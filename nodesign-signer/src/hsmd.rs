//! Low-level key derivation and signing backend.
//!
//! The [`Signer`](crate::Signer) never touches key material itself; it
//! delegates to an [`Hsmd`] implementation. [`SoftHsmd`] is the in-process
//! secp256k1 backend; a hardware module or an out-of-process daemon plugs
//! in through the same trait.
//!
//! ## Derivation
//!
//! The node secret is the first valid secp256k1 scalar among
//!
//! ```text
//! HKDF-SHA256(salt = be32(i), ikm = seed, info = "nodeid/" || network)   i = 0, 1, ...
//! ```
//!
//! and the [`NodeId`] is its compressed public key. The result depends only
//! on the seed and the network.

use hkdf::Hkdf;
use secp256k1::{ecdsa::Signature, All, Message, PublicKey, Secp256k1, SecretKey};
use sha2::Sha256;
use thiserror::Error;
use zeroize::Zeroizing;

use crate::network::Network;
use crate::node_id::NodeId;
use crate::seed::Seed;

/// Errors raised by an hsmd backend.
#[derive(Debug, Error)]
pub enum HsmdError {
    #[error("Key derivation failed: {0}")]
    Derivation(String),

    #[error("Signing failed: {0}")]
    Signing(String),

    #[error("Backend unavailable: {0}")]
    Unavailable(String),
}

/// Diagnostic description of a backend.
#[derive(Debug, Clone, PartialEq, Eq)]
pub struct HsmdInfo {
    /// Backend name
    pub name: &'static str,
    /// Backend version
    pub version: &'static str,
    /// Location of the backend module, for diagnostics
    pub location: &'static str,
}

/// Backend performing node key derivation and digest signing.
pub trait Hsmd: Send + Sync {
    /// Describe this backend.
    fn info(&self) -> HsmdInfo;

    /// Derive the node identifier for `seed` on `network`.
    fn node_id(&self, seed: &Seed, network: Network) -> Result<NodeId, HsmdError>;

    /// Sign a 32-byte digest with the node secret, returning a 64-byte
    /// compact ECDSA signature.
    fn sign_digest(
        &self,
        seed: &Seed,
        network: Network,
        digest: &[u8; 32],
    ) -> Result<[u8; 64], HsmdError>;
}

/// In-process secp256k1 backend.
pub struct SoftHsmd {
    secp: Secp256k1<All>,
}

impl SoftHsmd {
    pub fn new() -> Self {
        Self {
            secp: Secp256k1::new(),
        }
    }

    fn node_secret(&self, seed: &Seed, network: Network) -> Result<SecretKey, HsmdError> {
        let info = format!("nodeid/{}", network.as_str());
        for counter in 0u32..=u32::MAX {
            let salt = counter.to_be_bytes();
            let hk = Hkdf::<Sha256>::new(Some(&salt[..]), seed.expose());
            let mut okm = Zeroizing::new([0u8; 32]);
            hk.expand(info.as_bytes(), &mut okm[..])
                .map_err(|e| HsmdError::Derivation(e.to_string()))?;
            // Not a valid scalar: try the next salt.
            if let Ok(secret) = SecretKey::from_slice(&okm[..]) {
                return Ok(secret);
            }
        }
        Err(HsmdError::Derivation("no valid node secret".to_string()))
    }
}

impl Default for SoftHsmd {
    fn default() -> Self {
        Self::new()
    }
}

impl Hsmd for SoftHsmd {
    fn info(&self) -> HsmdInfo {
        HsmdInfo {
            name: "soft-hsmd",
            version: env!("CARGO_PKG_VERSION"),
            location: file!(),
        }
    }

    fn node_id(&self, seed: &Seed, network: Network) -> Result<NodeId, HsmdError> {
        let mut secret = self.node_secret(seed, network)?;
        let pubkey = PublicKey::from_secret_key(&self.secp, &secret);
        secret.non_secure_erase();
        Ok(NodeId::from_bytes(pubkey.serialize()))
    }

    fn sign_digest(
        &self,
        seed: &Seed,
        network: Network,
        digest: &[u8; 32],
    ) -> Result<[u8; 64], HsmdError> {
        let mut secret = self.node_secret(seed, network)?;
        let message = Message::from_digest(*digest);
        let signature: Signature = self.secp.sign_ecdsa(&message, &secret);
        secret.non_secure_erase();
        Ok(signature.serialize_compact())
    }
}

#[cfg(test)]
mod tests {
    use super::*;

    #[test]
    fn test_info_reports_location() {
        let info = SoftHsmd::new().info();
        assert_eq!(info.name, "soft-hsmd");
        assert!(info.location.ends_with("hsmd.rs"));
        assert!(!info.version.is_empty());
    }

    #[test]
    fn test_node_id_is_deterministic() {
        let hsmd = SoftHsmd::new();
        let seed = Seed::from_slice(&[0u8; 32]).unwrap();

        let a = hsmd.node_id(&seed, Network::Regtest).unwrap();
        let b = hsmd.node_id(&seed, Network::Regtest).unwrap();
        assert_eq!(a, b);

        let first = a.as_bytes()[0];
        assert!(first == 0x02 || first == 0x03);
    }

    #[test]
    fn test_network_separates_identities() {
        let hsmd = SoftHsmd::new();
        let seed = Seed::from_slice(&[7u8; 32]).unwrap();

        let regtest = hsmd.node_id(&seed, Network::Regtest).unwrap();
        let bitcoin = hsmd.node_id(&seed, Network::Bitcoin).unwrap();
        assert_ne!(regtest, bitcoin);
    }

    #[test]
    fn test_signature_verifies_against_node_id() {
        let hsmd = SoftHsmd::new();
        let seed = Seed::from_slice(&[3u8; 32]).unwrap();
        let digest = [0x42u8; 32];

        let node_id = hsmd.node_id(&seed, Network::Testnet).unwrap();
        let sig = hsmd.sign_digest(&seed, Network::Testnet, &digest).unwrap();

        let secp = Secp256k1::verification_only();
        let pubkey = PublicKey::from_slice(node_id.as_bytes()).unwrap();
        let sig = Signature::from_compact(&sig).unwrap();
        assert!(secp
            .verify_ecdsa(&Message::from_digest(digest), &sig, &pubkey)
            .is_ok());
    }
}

* [Task to complete] The records above are to be given again in full, exactly as written.

* [Problem solution]
filename nodesign-signer/src/hsmd.rs
//! Low-level key derivation and signing backend.
//!
//! The [`Signer`](crate::Signer) never touches key material itself; it
//! delegates to an [`Hsmd`] implementation. [`SoftHsmd`] is the in-process
//! secp256k1 backend; a hardware module or an out-of-process daemon plugs
//! in through the same trait.
//!
//! ## Derivation
//!
//! The node secret is the first valid secp256k1 scalar among
//!
//! ```text
//! HKDF-SHA256(salt = be32(i), ikm = seed, info = "nodeid/" || network)   i = 0, 1, ...
//! ```
//!
//! and the [`NodeId`] is its compressed public key. The result depends only
//! on the seed and the network.

use hkdf::Hkdf;
use secp256k1::{ecdsa::Signature, All, Message, PublicKey, Secp256k1, SecretKey};
use sha2::Sha256;
use thiserror::Error;
use zeroize::Zeroizing;

use crate::network::Network;
use crate::node_id::NodeId;
use crate::seed::Seed;

/// Errors raised by an hsmd backend.
#[derive(Debug, Error)]
pub enum HsmdError {
    #[error("Key derivation failed: {0}")]
    Derivation(String),

    #[error("Signing failed: {0}")]
    Signing(String),

    #[error("Backend unavailable: {0}")]
    Unavailable(String),
}

/// Diagnostic description of a backend.
#[derive(Debug, Clone, PartialEq, Eq)]
pub struct HsmdInfo {
    /// Backend name
    pub name: &'static str,
    /// Backend version
    pub version: &'static str,
    /// Location of the backend module, for diagnostics
    pub location: &'static str,
}

/// Backend performing node key derivation and digest signing.
pub trait Hsmd: Send + Sync {
    /// Describe this backend.
    fn info(&self) -> HsmdInfo;

    /// Derive the node identifier for `seed` on `network`.
    fn node_id(&self, seed: &Seed, network: Network) -> Result<NodeId, HsmdError>;

    /// Sign a 32-byte digest with the node secret, returning a 64-byte
    /// compact ECDSA signature.
    fn sign_digest(
        &self,
        seed: &Seed,
        network: Network,
        digest: &[u8; 32],
    ) -> Result<[u8; 64], HsmdError>;
}

/// In-process secp256k1 backend.
pub struct SoftHsmd {
    secp: Secp256k1<All>,
}

impl SoftHsmd {
    pub fn new() -> Self {
        Self {
            secp: Secp256k1::new(),
        }
    }

    fn node_secret(&self, seed: &Seed, network: Network) -> Result<SecretKey, HsmdError> {
        let info = format!("nodeid/{}", network.as_str());
        for counter in 0u32..=u32::MAX {
            let salt = counter.to_be_bytes();
            let hk = Hkdf::<Sha256>::new(Some(&salt[..]), seed.expose());
            let mut okm = Zeroizing::new([0u8; 32]);
            hk.expand(info.as_bytes(), &mut okm[..])
                .map_err(|e| HsmdError::Derivation(e.to_string()))?;
            // Not a valid scalar: try the next salt.
            if let Ok(secret) = SecretKey::from_slice(&okm[..]) {
                return Ok(secret);
            }
        }
        Err(HsmdError::Derivation("no valid node secret".to_string()))
    }
}

impl Default for SoftHsmd {
    fn default() -> Self {
        Self::new()
    }
}

impl Hsmd for SoftHsmd {
    fn info(&self) -> HsmdInfo {
        HsmdInfo {
            name: "soft-hsmd",
            version: env!("CARGO_PKG_VERSION"),
            location: file!(),
        }
    }

    fn node_id(&self, seed: &Seed, network: Network) -> Result<NodeId, HsmdError> {
        let mut secret = self.node_secret(seed, network)?;
        let pubkey = PublicKey::from_secret_key(&self.secp, &secret);
        secret.non_secure_erase();
        Ok(NodeId::from_bytes(pubkey.serialize()))
    }

    fn sign_digest(
        &self,
        seed: &Seed,
        network: Network,
        digest: &[u8; 32],
    ) -> Result<[u8; 64], HsmdError> {
        let mut secret = self.node_secret(seed, network)?;
        let message = Message::from_digest(*digest);
        let signature: Signature = self.secp.sign_ecdsa(&message, &secret);
        secret.non_secure_erase();
        Ok(signature.serialize_compact())
    }
}

#[cfg(test)]
mod tests {
    use super::*;

    #[test]
    fn test_info_reports_location() {
        let info = SoftHsmd::new().info();
        assert_eq!(info.name, "soft-hsmd");
        assert!(info.location.ends_with("hsmd.rs"));
        assert!(!info.version.is_empty());
    }

    #[test]
    fn test_node_id_is_deterministic() {
        let hsmd = SoftHsmd::new();
        let seed = Seed::from_slice(&[0u8; 32]).unwrap();

        let a = hsmd.node_id(&seed, Network::Regtest).unwrap();
        let b = hsmd.node_id(&seed, Network::Regtest).unwrap();
        assert_eq!(a, b);

        let first = a.as_bytes()[0];
        assert!(first == 0x02 || first == 0x03);
    }

    #[test]
    fn test_network_separates_identities() {
        let hsmd = SoftHsmd::new();
        let seed = Seed::from_slice(&[7u8; 32]).unwrap();

        let regtest = hsmd.node_id(&seed, Network::Regtest).unwrap();
        let bitcoin = hsmd.node_id(&seed, Network::Bitcoin).unwrap();
        assert_ne!(regtest, bitcoin);
    }

    #[test]
    fn test_signature_verifies_against_node_id() {
        let hsmd = SoftHsmd::new();
        let seed = Seed::from_slice(&[3u8; 32]).unwrap();
        let digest = [0x42u8; 32];

        let node_id = hsmd.node_id(&seed, Network::Testnet).unwrap();
        let sig = hsmd.sign_digest(&seed, Network::Testnet, &digest).unwrap();

        let secp = Secp256k1::verification_only();
        let pubkey = PublicKey::from_slice(node_id.as_bytes()).unwrap();
        let sig = Signature::from_compact(&sig).unwrap();
        assert!(secp
            .verify_ecdsa(&Message::from_digest(digest), &sig, &pubkey)
            .is_ok());
    }
}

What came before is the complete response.